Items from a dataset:
......
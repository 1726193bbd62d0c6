//! DTOs for link shortening endpoint.

use chrono::{DateTime, Utc};
use serde::{Deserialize, Serialize};
use validator::Validate;

use crate::application::services::LinkRequest;
use crate::domain::entities::UrlRecord;

/// Request to shorten one or more URLs.
///
/// The whole batch succeeds or fails together.
#[derive(Debug, Deserialize, Validate)]
pub struct ShortenRequest {
    #[validate(length(min = 1, max = 5, message = "A batch must contain between 1 and 5 URLs"))]
    pub urls: Vec<UrlItem>,
}

/// Individual URL to be shortened.
///
/// Field contents are checked by the link service, which reports every
/// failing row at once.
#[derive(Debug, Serialize, Deserialize)]
pub struct UrlItem {
    #[serde(default)]
    pub url: String,

    /// Optional custom short code.
    #[serde(default)]
    pub custom_code: Option<String>,

    /// Lifetime in minutes; defaults to the service setting when omitted.
    #[serde(default)]
    pub validity: Option<ValidityInput>,
}

/// Validity as sent by clients: a JSON number or a numeric string.
#[derive(Debug, Clone, Serialize, Deserialize)]
#[serde(untagged)]
pub enum ValidityInput {
    Number(serde_json::Number),
    Text(String),
}

impl From<ValidityInput> for String {
    fn from(input: ValidityInput) -> Self {
        match input {
            ValidityInput::Number(n) => n.to_string(),
            ValidityInput::Text(s) => s,
        }
    }
}

impl From<UrlItem> for LinkRequest {
    fn from(item: UrlItem) -> Self {
        Self {
            url: item.url,
            custom_code: item.custom_code,
            validity: item.validity.map(String::from),
        }
    }
}

/// Links created by a successful batch, in request order.
#[derive(Debug, Serialize)]
pub struct ShortenResponse {
    pub items: Vec<ShortenedLink>,
}

#[derive(Debug, Serialize)]
pub struct ShortenedLink {
    pub code: String,
    pub long_url: String,
    pub short_url: String,
    pub created_at: DateTime<Utc>,
    pub expires_at: DateTime<Utc>,
}

impl ShortenedLink {
    pub fn from_record(record: UrlRecord, base_url: &str) -> Self {
        Self {
            short_url: record.short_code.url(base_url),
            code: record.id,
            long_url: record.long_url,
            created_at: record.created_at,
            expires_at: record.expires_at,
        }
    }
}
//! Validated short code newtype.

use serde::{Deserialize, Serialize};
use std::fmt;

/// Maximum accepted length of a short code, in characters.
pub const MAX_CODE_LENGTH: usize = 64;

/// Reasons a string cannot be used as a short code.
#[derive(Debug, Clone, PartialEq, Eq, thiserror::Error)]
pub enum ShortCodeError {
    #[error("Short code must not be empty")]
    Empty,

    #[error("Short code must be at most {MAX_CODE_LENGTH} characters")]
    TooLong,

    #[error("Short code must not contain whitespace, control characters or any of / \\ ? # %")]
    InvalidCharacter,
}

/// Characters that would split or alter the URL path a code is served from.
const FORBIDDEN_CHARS: [char; 5] = ['/', '\\', '?', '#', '%'];

/// A short code that is safe to use as a route segment and registry key.
///
/// Surrounding whitespace is trimmed on construction. Minimum length rules
/// for user-chosen aliases are a creation policy and live in
/// [`crate::utils::code_generator`], not here: lookups accept any code that
/// could have been stored.
#[derive(Debug, Clone, PartialEq, Eq, Hash, Serialize, Deserialize)]
#[serde(try_from = "String", into = "String")]
pub struct ShortCode(String);

impl ShortCode {
    /// Parses and validates a short code.
    ///
    /// # Errors
    ///
    /// Returns [`ShortCodeError`] if the trimmed input is empty, longer than
    /// [`MAX_CODE_LENGTH`] characters, or contains inner whitespace, control
    /// characters or one of `/ \ ? # %`.
    pub fn parse(input: &str) -> Result<Self, ShortCodeError> {
        let code = input.trim();

        if code.is_empty() {
            return Err(ShortCodeError::Empty);
        }

        if code.chars().count() > MAX_CODE_LENGTH {
            return Err(ShortCodeError::TooLong);
        }

        if code
            .chars()
            .any(|c| c.is_whitespace() || c.is_control() || FORBIDDEN_CHARS.contains(&c))
        {
            return Err(ShortCodeError::InvalidCharacter);
        }

        Ok(Self(code.to_string()))
    }

    pub fn as_str(&self) -> &str {
        &self.0
    }

    /// Builds the public short URL for this code.
    pub fn url(&self, base_url: &str) -> String {
        format!("{}/{}", base_url.trim_end_matches('/'), self.0)
    }
}

impl fmt::Display for ShortCode {
    fn fmt(&self, f: &mut fmt::Formatter<'_>) -> fmt::Result {
        f.write_str(&self.0)
    }
}

impl AsRef<str> for ShortCode {
    fn as_ref(&self) -> &str {
        &self.0
    }
}

impl TryFrom<String> for ShortCode {
    type Error = ShortCodeError;

    fn try_from(value: String) -> Result<Self, Self::Error> {
        Self::parse(&value)
    }
}

impl From<ShortCode> for String {
    fn from(code: ShortCode) -> Self {
        code.0
    }
}

#[cfg(test)]
mod tests {
    use super::*;

    #[test]
    fn test_parse_trims_whitespace() {
        let code = ShortCode::parse("  abc123 ").unwrap();
        assert_eq!(code.as_str(), "abc123");
    }

    #[test]
    fn test_parse_rejects_empty() {
        assert_eq!(ShortCode::parse("   "), Err(ShortCodeError::Empty));
    }

    #[test]
    fn test_parse_rejects_slash_and_inner_space() {
        assert_eq!(
            ShortCode::parse("a/b"),
            Err(ShortCodeError::InvalidCharacter)
        );
        assert_eq!(
            ShortCode::parse("my code"),
            Err(ShortCodeError::InvalidCharacter)
        );
    }

    #[test]
    fn test_parse_rejects_url_delimiters() {
        for input in ["ab?cd", "ab#cd", "ab%20", "a\\b", "ab\u{7}c"] {
            assert_eq!(
                ShortCode::parse(input),
                Err(ShortCodeError::InvalidCharacter),
                "{input:?}"
            );
        }
    }

    #[test]
    fn test_parse_rejects_too_long() {
        let long = "x".repeat(MAX_CODE_LENGTH + 1);
        assert_eq!(ShortCode::parse(&long), Err(ShortCodeError::TooLong));

        let max = "x".repeat(MAX_CODE_LENGTH);
        assert!(ShortCode::parse(&max).is_ok());
    }

    #[test]
    fn test_short_codes_are_case_sensitive() {
        let lower = ShortCode::parse("abc").unwrap();
        let upper = ShortCode::parse("ABC").unwrap();
        assert_ne!(lower, upper);
    }

    #[test]
    fn test_url_joins_base_without_double_slash() {
        let code = ShortCode::parse("promo").unwrap();
        assert_eq!(code.url("http://localhost:3000/"), "http://localhost:3000/promo");
        assert_eq!(code.url("https://s.example.com"), "https://s.example.com/promo");
    }

    #[test]
    fn test_deserialize_validates() {
        let ok: Result<ShortCode, _> = serde_json::from_str("\"abc\"");
        assert!(ok.is_ok());

        let bad: Result<ShortCode, _> = serde_json::from_str("\"a/b\"");
        assert!(bad.is_err());
    }
}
......
What is needed:
Retype every record above exactly.

Output below:
repository 1726193bbd62d0c6
//! DTOs for link shortening endpoint.

use chrono::{DateTime, Utc};
use serde::{Deserialize, Serialize};
use validator::Validate;

use crate::application::services::LinkRequest;
use crate::domain::entities::UrlRecord;

/// Request to shorten one or more URLs.
///
/// The whole batch succeeds or fails together.
#[derive(Debug, Deserialize, Validate)]
pub struct ShortenRequest {
    #[validate(length(min = 1, max = 5, message = "A batch must contain between 1 and 5 URLs"))]
    pub urls: Vec<UrlItem>,
}

/// Individual URL to be shortened.
///
/// Field contents are checked by the link service, which reports every
/// failing row at once.
#[derive(Debug, Serialize, Deserialize)]
pub struct UrlItem {
    #[serde(default)]
    pub url: String,

    /// Optional custom short code.
    #[serde(default)]
    pub custom_code: Option<String>,

    /// Lifetime in minutes; defaults to the service setting when omitted.
    #[serde(default)]
    pub validity: Option<ValidityInput>,
}

/// Validity as sent by clients: a JSON number or a numeric string.
#[derive(Debug, Clone, Serialize, Deserialize)]
#[serde(untagged)]
pub enum ValidityInput {
    Number(serde_json::Number),
    Text(String),
}

impl From<ValidityInput> for String {
    fn from(input: ValidityInput) -> Self {
        match input {
            ValidityInput::Number(n) => n.to_string(),
            ValidityInput::Text(s) => s,
        }
    }
}

impl From<UrlItem> for LinkRequest {
    fn from(item: UrlItem) -> Self {
        Self {
            url: item.url,
            custom_code: item.custom_code,
            validity: item.validity.map(String::from),
        }
    }
}

/// Links created by a successful batch, in request order.
#[derive(Debug, Serialize)]
pub struct ShortenResponse {
    pub items: Vec<ShortenedLink>,
}

#[derive(Debug, Serialize)]
pub struct ShortenedLink {
    pub code: String,
    pub long_url: String,
    pub short_url: String,
    pub created_at: DateTime<Utc>,
    pub expires_at: DateTime<Utc>,
}

impl ShortenedLink {
    pub fn from_record(record: UrlRecord, base_url: &str) -> Self {
        Self {
            short_url: record.short_code.url(base_url),
            code: record.id,
            long_url: record.long_url,
            created_at: record.created_at,
            expires_at: record.expires_at,
        }
    }
}
//! Validated short code newtype.

use serde::{Deserialize, Serialize};
use std::fmt;

/// Maximum accepted length of a short code, in characters.
pub const MAX_CODE_LENGTH: usize = 64;

/// Reasons a string cannot be used as a short code.
#[derive(Debug, Clone, PartialEq, Eq, thiserror::Error)]
pub enum ShortCodeError {
    #[error("Short code must not be empty")]
    Empty,

    #[error("Short code must be at most {MAX_CODE_LENGTH} characters")]
    TooLong,

    #[error("Short code must not contain whitespace, control characters or any of / \\ ? # %")]
    InvalidCharacter,
}

/// Characters that would split or alter the URL path a code is served from.
const FORBIDDEN_CHARS: [char; 5] = ['/', '\\', '?', '#', '%'];

/// A short code that is safe to use as a route segment and registry key.
///
/// Surrounding whitespace is trimmed on construction. Minimum length rules
/// for user-chosen aliases are a creation policy and live in
/// [`crate::utils::code_generator`], not here: lookups accept any code that
/// could have been stored.
#[derive(Debug, Clone, PartialEq, Eq, Hash, Serialize, Deserialize)]
#[serde(try_from = "String", into = "String")]
pub struct ShortCode(String);

impl ShortCode {
    /// Parses and validates a short code.
    ///
    /// # Errors
    ///
    /// Returns [`ShortCodeError`] if the trimmed input is empty, longer than
    /// [`MAX_CODE_LENGTH`] characters, or contains inner whitespace, control
    /// characters or one of `/ \ ? # %`.
    pub fn parse(input: &str) -> Result<Self, ShortCodeError> {
        let code = input.trim();

        if code.is_empty() {
            return Err(ShortCodeError::Empty);
        }

        if code.chars().count() > MAX_CODE_LENGTH {
            return Err(ShortCodeError::TooLong);
        }

        if code
            .chars()
            .any(|c| c.is_whitespace() || c.is_control() || FORBIDDEN_CHARS.contains(&c))
        {
            return Err(ShortCodeError::InvalidCharacter);
        }

        Ok(Self(code.to_string()))
    }

    pub fn as_str(&self) -> &str {
        &self.0
    }

    /// Builds the public short URL for this code.
    pub fn url(&self, base_url: &str) -> String {
        format!("{}/{}", base_url.trim_end_matches('/'), self.0)
    }
}

impl fmt::Display for ShortCode {
    fn fmt(&self, f: &mut fmt::Formatter<'_>) -> fmt::Result {
        f.write_str(&self.0)
    }
}

impl AsRef<str> for ShortCode {
    fn as_ref(&self) -> &str {
        &self.0
    }
}

impl TryFrom<String> for ShortCode {
    type Error = ShortCodeError;

    fn try_from(value: String) -> Result<Self, Self::Error> {
        Self::parse(&value)
    }
}

impl From<ShortCode> for String {
    fn from(code: ShortCode) -> Self {
        code.0
    }
}

#[cfg(test)]
mod tests {
    use super::*;

    #[test]
    fn test_parse_trims_whitespace() {
        let code = ShortCode::parse("  abc123 ").unwrap();
        assert_eq!(code.as_str(), "abc123");
    }

    #[test]
    fn test_parse_rejects_empty() {
        assert_eq!(ShortCode::parse("   "), Err(ShortCodeError::Empty));
    }

    #[test]
    fn test_parse_rejects_slash_and_inner_space() {
        assert_eq!(
            ShortCode::parse("a/b"),
            Err(ShortCodeError::InvalidCharacter)
        );
        assert_eq!(
            ShortCode::parse("my code"),
            Err(ShortCodeError::InvalidCharacter)
        );
    }

    #[test]
    fn test_parse_rejects_url_delimiters() {
        for input in ["ab?cd", "ab#cd", "ab%20", "a\\b", "ab\u{7}c"] {
            assert_eq!(
                ShortCode::parse(input),
                Err(ShortCodeError::InvalidCharacter),
                "{input:?}"
            );
        }
    }

    #[test]
    fn test_parse_rejects_too_long() {
        let long = "x".repeat(MAX_CODE_LENGTH + 1);
        assert_eq!(ShortCode::parse(&long), Err(ShortCodeError::TooLong));

        let max = "x".repeat(MAX_CODE_LENGTH);
        assert!(ShortCode::parse(&max).is_ok());
    }

    #[test]
    fn test_short_codes_are_case_sensitive() {
        let lower = ShortCode::parse("abc").unwrap();
        let upper = ShortCode::parse("ABC").unwrap();
        assert_ne!(lower, upper);
    }

    #[test]
    fn test_url_joins_base_without_double_slash() {
        let code = ShortCode::parse("promo").unwrap();
        assert_eq!(code.url("http://localhost:3000/"), "http://localhost:3000/promo");
        assert_eq!(code.url("https://s.example.com"), "https://s.example.com/promo");
    }

    #[test]
    fn test_deserialize_validates() {
        let ok: Result<ShortCode, _> = serde_json::from_str("\"abc\"");
        assert!(ok.is_ok());

        let bad: Result<ShortCode, _> = serde_json::from_str("\"a/b\"");
        assert!(bad.is_err());
    }
}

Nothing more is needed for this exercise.